MEGN587. NONLINEAR OPTIMIZATION. 3.0 Semester Hrs. (II) Equivalent with MEGN487
We address both unconstrained and constrained nonlinear model formulation and corresponding algorithms (e.g., Gradient Search and Newton’s Method, and Lagrange Multiplier Methods and Reduced Gradient Algorithms, respectively). Applications of state-of-the-art hardware and software will emphasize solving real-world engineering problems in areas such as manufacturing, energy, mining, transportation and logistics, and the military. Computer use for modeling (in a language such as AMPL) and solving (with an algorithm such as MINOS) these optimization problems is introduced. Prerequisite: MATH111. 3 hours lecture; 3 semester hours.
MEGN588. INTEGER OPTIMIZATION. 3.0 Semester Hrs. (I) Equivalent with MEGN488
We address the formulation of integer programming models, the brand-and-bound algorithm, total unimodularity and the ease with which these models are solved, and then suggest methods to increase tractability, including cuts, strong formulations, and decomposition techniques, e.g., Lagrangian relaxation, Benders decomposition. Applications include manufacturing, energy, mining, transportation and logistics, and the military. Computer use for modeling (in a language such as AMPL) and solving (with software such as CPLEX) these optimization problems is introduced. Prerequisite: none. 3 hours lecture; 3 semester hours. Years to be offered: Every Other Year.
MEGN686. ADVANCED LINEAR OPTIMIZATION. 3.0 Semester Hrs. (II)

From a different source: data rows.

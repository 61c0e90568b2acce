//! Config command - inspect the configuration file

use std::path::Path;

use anyhow::{Context, Result};
use clap::Subcommand;
use tracing::info;

use sharemirror_core::config::Config;

use super::CliContext;
use crate::output::Render;

#[derive(Debug, Subcommand)]
pub enum ConfigCommand {
    /// Display the effective configuration
    Show,
    /// Validate the configuration file
    Validate,
}

/// The effective configuration as YAML and JSON
struct Effective {
    yaml: String,
    json: serde_json::Value,
}

impl Render for Effective {
    fn lines(&self) -> Vec<String> {
        self.yaml.lines().map(str::to_string).collect()
    }

    fn json(&self) -> serde_json::Value {
        self.json.clone()
    }
}

/// Outcome of `config validate`
struct Validation {
    config_path: String,
    errors: Vec<String>,
}

impl Validation {
    fn new(path: &Path, errors: Vec<String>) -> Self {
        Self {
            config_path: path.display().to_string(),
            errors,
        }
    }
}

impl Render for Validation {
    fn lines(&self) -> Vec<String> {
        self.errors.iter().map(|e| format!("  {e}")).collect()
    }

    fn json(&self) -> serde_json::Value {
        serde_json::json!({
            "valid": self.errors.is_empty(),
            "config_path": self.config_path,
            "errors": self.errors,
        })
    }
}

impl ConfigCommand {
    pub async fn execute(&self, ctx: &CliContext) -> Result<()> {
        match self {
            ConfigCommand::Show => self.execute_show(ctx),
            ConfigCommand::Validate => self.execute_validate(ctx),
        }
    }

    fn execute_show(&self, ctx: &CliContext) -> Result<()> {
        let formatter = ctx.formatter();
        let config = ctx.load_config()?;

        info!(config_path = %ctx.config_path.display(), "Showing configuration");

        let effective = Effective {
            yaml: config.to_yaml()?,
            json: serde_json::to_value(&config)
                .context("Failed to serialize configuration to JSON")?,
        };
        formatter.done(
            &format!("Configuration ({})", ctx.config_path.display()),
            &effective,
        );
        Ok(())
    }

    fn execute_validate(&self, ctx: &CliContext) -> Result<()> {
        let formatter = ctx.formatter();

        let errors = match Config::load(&ctx.config_path) {
            Ok(config) => config.validate().iter().map(|e| e.to_string()).collect(),
            Err(e) => vec![format!("{e:#}")],
        };
        let validation = Validation::new(&ctx.config_path, errors);
        if validation.errors.is_empty() {
            formatter.done(
                &format!("Configuration is valid ({})", validation.config_path),
                &validation,
            );
        } else {
            formatter.error(&format!("{} problem(s) found", validation.errors.len()));
            formatter.show(&validation);
        }
        Ok(())
    }
}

As an advanced course in optimization, we expand upon topics in linear programming: advanced formulation, the dual simplex method, the interior point method, algorithmic tuning for linear programs (including numerical stability considerations), column generation, and Dantzig-Wolfe decomposition. Time permitting, dynamic programming is introduced. Applications of state-of-the-art hardware and software emphasize solving real-world problems in areas such as manufacturing, mining, energy, transportation and logistics, and the military. Computers are used for model formulation and solution. Offered every other year. Prerequisite: MEGN586. 3 hours lecture; 3 semester hours.
MEGN688. ADVANCED INTEGER OPTIMIZATION. 3.0 Semester Hrs. (II)
As an advanced course in optimization, we expand upon topics in integer programming: advanced formulation, strong integer programming formulations (e.g., symmetry elimination, variable elimination, and persistence), in-depth mixed integer programming cuts, rounding heuristics, constraint programming, and decompositions. Applications of state-of-the-art hardware and software emphasize solving real-world problems in areas such as manufacturing, mining, energy, transportation and logistics, and the military. Computers are used for model formulation and solution. Prerequisite: MEGN588. 3 hours lecture; 3 semester hours. Years to be offered: Every Other Year.